Patents can be a rather interesting source of information, at least when companies aren’t duking it out in court over them and claiming the font defense. Even though in many cases the ideas behind the the patents might never see light of day they do provide an insight to a company’s thinking, as well as fodder for tech bloggers.
In this case it seems that, according to Todd Bishop at Geekwire, Microsoft applied for a patent last year for an online matchmaking service that would be based around private affinities. You know, the type of things that hang around like skeletons in our closets but to Microsoft, and their patent, these are the things that could help us find better mates.
What is interesting,or humorous depending on your point of view, is the example that Microsoft uses in their patent filing.

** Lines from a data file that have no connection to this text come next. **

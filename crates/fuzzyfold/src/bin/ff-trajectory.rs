use std::process::ExitCode;
use clap::Parser;
use colored::*;
use anyhow::Result;

use ff_structure::PairTable;
use ff_energy::EnergyModel;
use ff_kinetics::LoopStructure;
use ff_kinetics::LoopStructureSSA;
use ff_kinetics::MinimalStandardRng;

use fuzzyfold::input_parsers::read_fasta_like_input;
use fuzzyfold::energy_parsers::EnergyModelArguments;
use fuzzyfold::kinetics_parsers::RateModelParams;

#[derive(Debug, Parser)]
#[command(name = "ff-trajectory")]
#[command(version, about = "Stochastic Simulation Algorithm for RNA folding")]
pub struct Cli {
    /// Input file (FASTA-like), or "-" for stdin
    #[arg(value_name = "INPUT", default_value = "-")]
    input: String,

    /// Simulation stop time.
    #[arg(long, default_value_t = 1.0)]
    t_end: f64,

    /// PRNG seed; identical seed and input reproduce a byte-identical
    /// trajectory.
    #[arg(long, default_value_t = 1)]
    seed: u32,

    /// Target dot-bracket structure; the trajectory stops as soon as the
    /// structure matches this exactly, instead of running to `t-end`.
    #[arg(long)]
    target: Option<String>,

    #[command(flatten, next_help_heading = "Kinetic model parameters")]
    kinetics: RateModelParams,

    #[command(flatten, next_help_heading = "Energy model parameters")]
    energy: EnergyModelArguments,
}

fn run(cli: Cli) -> Result<()> {
    let emodel = cli.energy.build_model()?;
    let rmodel = cli.kinetics.build(emodel.temperature());

    let (header, sequence, structure) = read_fasta_like_input(&cli.input)?;
    let pairings = PairTable::try_from(&structure)?;
    if let Some(h) = header {
        println!("{}", h.yellow())
    }
    println!("{}", sequence);

    let loops = LoopStructure::try_from((&sequence[..], &pairings, &emodel))
        .map_err(anyhow::Error::msg)?;
    let mut simulator = LoopStructureSSA::from((loops, &rmodel));
    let mut rng = MinimalStandardRng::new(cli.seed);

    simulator.simulate_to_target(&mut rng, cli.t_end, cli.target.as_deref(), |t, flux, ls| {
        println!("{:14.8e}\t{}\t{:>8.2}\t{:14.8e}", t, ls, ls.energy() as f64 / 100.0, flux);
        true
    })?;
    Ok(())
}

fn main() -> ExitCode {
    let cli = match Cli::try_parse() {
        Ok(cli) => cli,
        Err(e) => {
            let code = if e.use_stderr() { 1 } else { 0 };
            let _ = e.print();
            return ExitCode::from(code);
        }
    };
    match run(cli) {
        Ok(()) => ExitCode::SUCCESS,
        Err(e) => {
            eprintln!("error: {e}");
            ExitCode::from(fuzzyfold::exit_code_for_error(&e))
        }
    }
}
mod loop_structure;
mod partial_sum;
mod nucleation;
mod prng;
mod rate_model;
mod stochastic_simulation;

pub use loop_structure::*;
pub use partial_sum::PartialSumIndex;
pub use nucleation::{pnuc, NucleationTable};
pub use prng::MinimalStandardRng;
pub use rate_model::*;
pub use stochastic_simulation::*;

use std::fmt;

/// Errors that indicate the simulation engine's own bookkeeping has
/// become inconsistent, as opposed to a malformed input. These should
/// never occur; callers that hit one should treat the run as invalid.
#[derive(Debug, Clone, PartialEq)]
pub enum EngineError {
    InternalInvariantViolated(String),
}

impl fmt::Display for EngineError {
    fn fmt(&self, f: &mut fmt::Formatter<'_>) -> fmt::Result {
        match self {
            EngineError::InternalInvariantViolated(msg) => {
                write!(f, "internal invariant violated: {msg}")
            }
        }
    }
}

impl std::error::Error for EngineError {}
use clap::Args;
use clap::ValueEnum;

use ff_kinetics::{Gillespie, Metropolis, RateModel};

/// Which kinetic rate law drives the simulation.
#[derive(Debug, Clone, Copy, ValueEnum, PartialEq, Eq, Default)]
pub enum RateModelKind {
    /// Detailed-balance rate law: `rate = rate_class * exp(-delta_g / 2kT)`,
    /// with a worm-like-chain nucleation penalty on helix extension.
    #[default]
    Gillespie,
    /// Plain Metropolis criterion: one rate constant `k0`, slowed by the
    /// full Boltzmann factor for uphill moves.
    Metropolis,
}

#[derive(Debug, Args)]
pub struct RateModelParams {
    /// Which kinetic rate law to simulate with.
    #[arg(long, value_enum, default_value_t = RateModelKind::default())]
    pub rate_model: RateModelKind,

    /// Metropolis rate constant (only used by --rate-model metropolis).
    #[arg(long, default_value_t = 1e6)]
    pub k0: f64,

    /// Helix-extension rate prefactor (only used by --rate-model gillespie).
    #[arg(long, default_value_t = 1.0)]
    pub rateh: f64,

    /// Helix-morphing rate prefactor (only used by --rate-model gillespie).
    #[arg(long, default_value_t = 1.0)]
    pub ratem: f64,

    /// Helix-retraction rate prefactor (only used by --rate-model gillespie).
    #[arg(long, default_value_t = 1.0)]
    pub rated: f64,
}

impl RateModelParams {
    pub fn build(&self, celsius: f64) -> AnyRateModel {
        match self.rate_model {
            RateModelKind::Metropolis => AnyRateModel::Metropolis(Metropolis::new(celsius, self.k0)),
            RateModelKind::Gillespie => {
                AnyRateModel::Gillespie(Gillespie::new(celsius, self.rateh, self.ratem, self.rated))
            }
        }
    }
}

/// Dispatches to whichever concrete rate law the user selected on the
/// command line, so binaries don't need to be generic over `RateModel`.
#[derive(Debug, Clone)]
pub enum AnyRateModel {
    Metropolis(Metropolis),
    Gillespie(Gillespie),
}

impl RateModel for AnyRateModel {
    fn rate(&self, delta_e: i32) -> f64 {
        match self {
            AnyRateModel::Metropolis(m) => m.rate(delta_e),
            AnyRateModel::Gillespie(g) => g.rate(delta_e),
        }
    }

    fn add_rate(&self, l_chord: usize, delta_e: i32) -> f64 {
        match self {
            AnyRateModel::Metropolis(m) => m.add_rate(l_chord, delta_e),
            AnyRateModel::Gillespie(g) => g.add_rate(l_chord, delta_e),
        }
    }

    fn retract_rate(&self, delta_e: i32) -> f64 {
        match self {
            AnyRateModel::Metropolis(m) => m.retract_rate(delta_e),
            AnyRateModel::Gillespie(g) => g.retract_rate(delta_e),
        }
    }

    fn open_internal_rate(&self, delta_e: i32) -> f64 {
        match self {
            AnyRateModel::Metropolis(m) => m.open_internal_rate(delta_e),
            AnyRateModel::Gillespie(g) => g.open_internal_rate(delta_e),
        }
    }

    fn diffuse_rate(&self, delta_e: i32) -> f64 {
        match self {
            AnyRateModel::Metropolis(m) => m.diffuse_rate(delta_e),
            AnyRateModel::Gillespie(g) => g.diffuse_rate(delta_e),
        }
    }

    fn morph_rate(&self, delta_e: i32) -> f64 {
        match self {
            AnyRateModel::Metropolis(m) => m.morph_rate(delta_e),
            AnyRateModel::Gillespie(g) => g.morph_rate(delta_e),
        }
    }
}
impl<'a, M: EnergyModel, K: RateModel> LoopStructureSSA<'a, M, K> {
    pub fn current_structure(&self) -> String {
        format!("{}", self.loopstructure)
    }

    pub fn total_flux(&self) -> f64 {
        self.tree.total()
    }

    /// Recompute the total rate by a full linear scan over every
    /// candidate reaction, bypassing the partial-sum tree entirely. Used
    /// to check the tree against its own bookkeeping after a firing;
    /// never called on the hot path.
    pub fn total_rate_via_linear_scan(&self) -> f64 {
        let add_total: f64 = self.add_rxns.values().map(|v| slot_rate(v)).sum();
        let del_total: f64 = self.del_rxns.values().map(|v| slot_rate(v)).sum();
        add_total + del_total
    }

    fn slot_total(&self, lli: usize) -> f64 {
        let add = self.add_rxns.get(&lli).map(|v| slot_rate(v)).unwrap_or(0.0);
        let del = self.del_rxns.get(&lli).map(|v| slot_rate(v)).unwrap_or(0.0);
        add + del
    }

    fn sync_slot(&mut self, lli: usize) {
        let total = self.slot_total(lli);
        if total > 0.0 {
            self.tree.set(lli, total);
        } else {
            self.tree.remove(lli);
        }
    }

    fn set_add_reactions(&mut self, lli: usize, neighbors: Vec<(u16, u16, i32, u16)>) {
        if neighbors.is_empty() {
            self.add_rxns.remove(&lli);
        } else {
            let rxns = neighbors
                .into_iter()
                .map(|(i, j, delta, l_chord)| Reaction::new_add(self.ratemodel, i, j, delta, l_chord))
                .collect();
            self.add_rxns.insert(lli, rxns);
        }
        self.sync_slot(lli);
    }

    fn clear_add_reactions(&mut self, lli: usize) {
        self.add_rxns.remove(&lli);
        self.sync_slot(lli);
    }

    /// Install every reaction a single existing pair `(i, j)` offers:
    /// breaking it (as a retraction or an internal opening, depending on
    /// `rxns.is_internal`), and any valid diffusion/morph shift.
    fn set_pair_reaction(&mut self, i: u16, j: u16, rxns: PairReactionSet) {
        let owner = *self
            .loopstructure
            .loop_lookup()
            .get(&i)
            .expect("loop_lookup entry for i");

        if let Some(&old_owner) = self.pair_owner.get(&i) {
            if let Some(v) = self.del_rxns.get_mut(&old_owner) {
                v.retain(|r| r.ij().0 != i);
            }
            if old_owner != owner {
                self.sync_slot(old_owner);
            }
        }

        let mut new_rxns = Vec::with_capacity(2 + rxns.diffusion.len());
        new_rxns.push(if rxns.is_internal {
            Reaction::new_open_internal(self.ratemodel, i, j, rxns.retract_delta)
        } else {
            Reaction::new_retract(self.ratemodel, i, j, rxns.retract_delta)
        });
        for (i_new, j_new, delta) in rxns.diffusion {
            new_rxns.push(Reaction::new_diffuse(self.ratemodel, i, j, i_new, j_new, delta));
        }
        if let Some((i_new, j_new, delta)) = rxns.morph {
            new_rxns.push(Reaction::new_morph(self.ratemodel, i, j, i_new, j_new, delta));
        }

        self.del_rxns.entry(owner).or_default().extend(new_rxns);
        self.pair_owner.insert(i, owner);
        self.sync_slot(owner);
    }

    fn remove_pair_reaction(&mut self, i: u16) {
        if let Some(owner) = self.pair_owner.remove(&i) {
            if let Some(v) = self.del_rxns.get_mut(&owner) {
                v.retain(|r| r.ij().0 != i);
            }
            self.sync_slot(owner);
        }
    }

    fn select_within_loop<R: Rng + ?Sized>(&self, lli: usize, rng: &mut R) -> Option<Reaction> {
        let total = self.slot_total(lli);
        if total <= 0.0 {
            return None;
        }
        let mut target = total * rng.random::<f64>();
        if let Some(v) = self.add_rxns.get(&lli) {
            for r in v {
                let rate = r.rate();
                if target <= rate {
                    return Some(*r);
                }
                target -= rate;
            }
        }
        if let Some(v) = self.del_rxns.get(&lli) {
            for r in v {
                let rate = r.rate();
                if target <= rate {
                    return Some(*r);
                }
                target -= rate;
            }
        }
        None
    }

    /// Run the exact-event stochastic simulation up to `t_max`, calling
    /// `callback(time, total_flux, &loopstructure)` once per output-ladder
    /// frame. `callback` returning `false` stops the simulation early.
    pub fn simulate<R, F>(
        &mut self,
        rng: &mut R,
        t_max: f64,
        callback: F,
    ) -> Result<(), EngineError>
    where
        R: Rng + ?Sized,
        F: FnMut(f64, f64, &LoopStructure<'a, M>) -> bool,
    {
        self.simulate_to_target(rng, t_max, None, callback)
    }

    /// As [`Self::simulate`], but additionally checked against `target` (a
    /// dot-bracket string) right after every reaction fires, independent of
    /// the output-ladder frame schedule. A match emits one final frame at
    /// the current time and stops the trajectory, matching the
    /// `fld_stop` early-termination configuration field.
    pub fn simulate_to_target<R, F>(
        &mut self,
        rng: &mut R,
        t_max: f64,
        target: Option<&str>,
        mut callback: F,
    ) -> Result<(), EngineError>
    where
        R: Rng + ?Sized,
        F: FnMut(f64, f64, &LoopStructure<'a, M>) -> bool,
    {
        let mut t = 0.0;
        let mut ladder = FrameLadder::new();

        loop {
            let total = self.tree.total();
            if total <= 0.0 {
                return Ok(());
            }

            let tinc = -rng.random::<f64>().ln() / total;
            let t_next = t + tinc;
            let horizon = t_next.min(t_max);
            for frame in ladder.frames_up_to(horizon) {
                if !callback(frame, total, &self.loopstructure) {
                    return Ok(());
                }
            }
            if t_next >= t_max {
                return Ok(());
            }
            t = t_next;

            let sample = total * rng.random::<f64>();
            let lli = self.tree.find(sample).ok_or_else(|| {
                EngineError::InternalInvariantViolated(
                    "partial-sum tree selected no loop despite positive total flux".to_string(),
                )
            })?;
            let rxn = self.select_within_loop(lli, rng).ok_or_else(|| {
                EngineError::InternalInvariantViolated(format!(
                    "loop {lli} selected by partial-sum tree holds no reactions"
                ))
            })?;

            match rxn {
                Reaction::Add { i, j, .. } => {
                    let ((oid, outer_neighbors), (iid, inner_neighbors), pair_changes) =
                        self.loopstructure.apply_add_move(i, j);
                    self.set_add_reactions(oid, outer_neighbors);
                    self.set_add_reactions(iid, inner_neighbors);
                    for (pi, pj, rxns) in pair_changes {
                        self.set_pair_reaction(pi, pj, rxns);
                    }
                }
                Reaction::Retract { i, j, .. } | Reaction::OpenInternal { i, j, .. } => {
                    let freed = *self
                        .loopstructure
                        .loop_lookup()
                        .get(&j)
                        .expect("loop_lookup entry for j");
                    self.remove_pair_reaction(i);
                    let ((oid, neighbors), pair_changes) = self.loopstructure.apply_del_move(i, j);
                    self.clear_add_reactions(freed);
                    self.set_add_reactions(oid, neighbors);
                    for (pi, pj, rxns) in pair_changes {
                        self.set_pair_reaction(pi, pj, rxns);
                    }
                }
                Reaction::Diffuse { i, j, i_new, j_new, .. }
                | Reaction::Morph { i, j, i_new, j_new, .. } => {
                    self.remove_pair_reaction(i);
                    let ((oid, outer_neighbors), (iid, inner_neighbors), pair_changes) =
                        self.loopstructure.apply_shift_move(i, j, i_new, j_new);
                    self.set_add_reactions(oid, outer_neighbors);
                    self.set_add_reactions(iid, inner_neighbors);
                    for (pi, pj, rxns) in pair_changes {
                        self.set_pair_reaction(pi, pj, rxns);
                    }
                }
            }

            if let Some(want) = target {
                if self.loopstructure.to_string() == want {
                    let total_after = self.tree.total();
                    callback(t, total_after, &self.loopstructure);
                    return Ok(());
                }
            }
        }
    }
}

For example, suppose two users, Ashley and Ross, are both young professionals and both like a specific series of comic books. However, both parties understand that comic books are often viewed as fanciful or juvenile, and, as such, to indicate an interest in comic books in one’s profile might lead to embarrassment or inappropriate characterizations. Accordingly, it is very likely that neither Ashley nor Ross will know of their common affinity, except by chance. …
Once (the) matching component identifies the matching affinity, (the) notification component can provide Ashley (a) message indicating, e.g. “We’ve located someone who shares your affinity for comic books. The two of you might have a lot in common.”
The patent was originally filed back in June 2009 but has only recently been made public.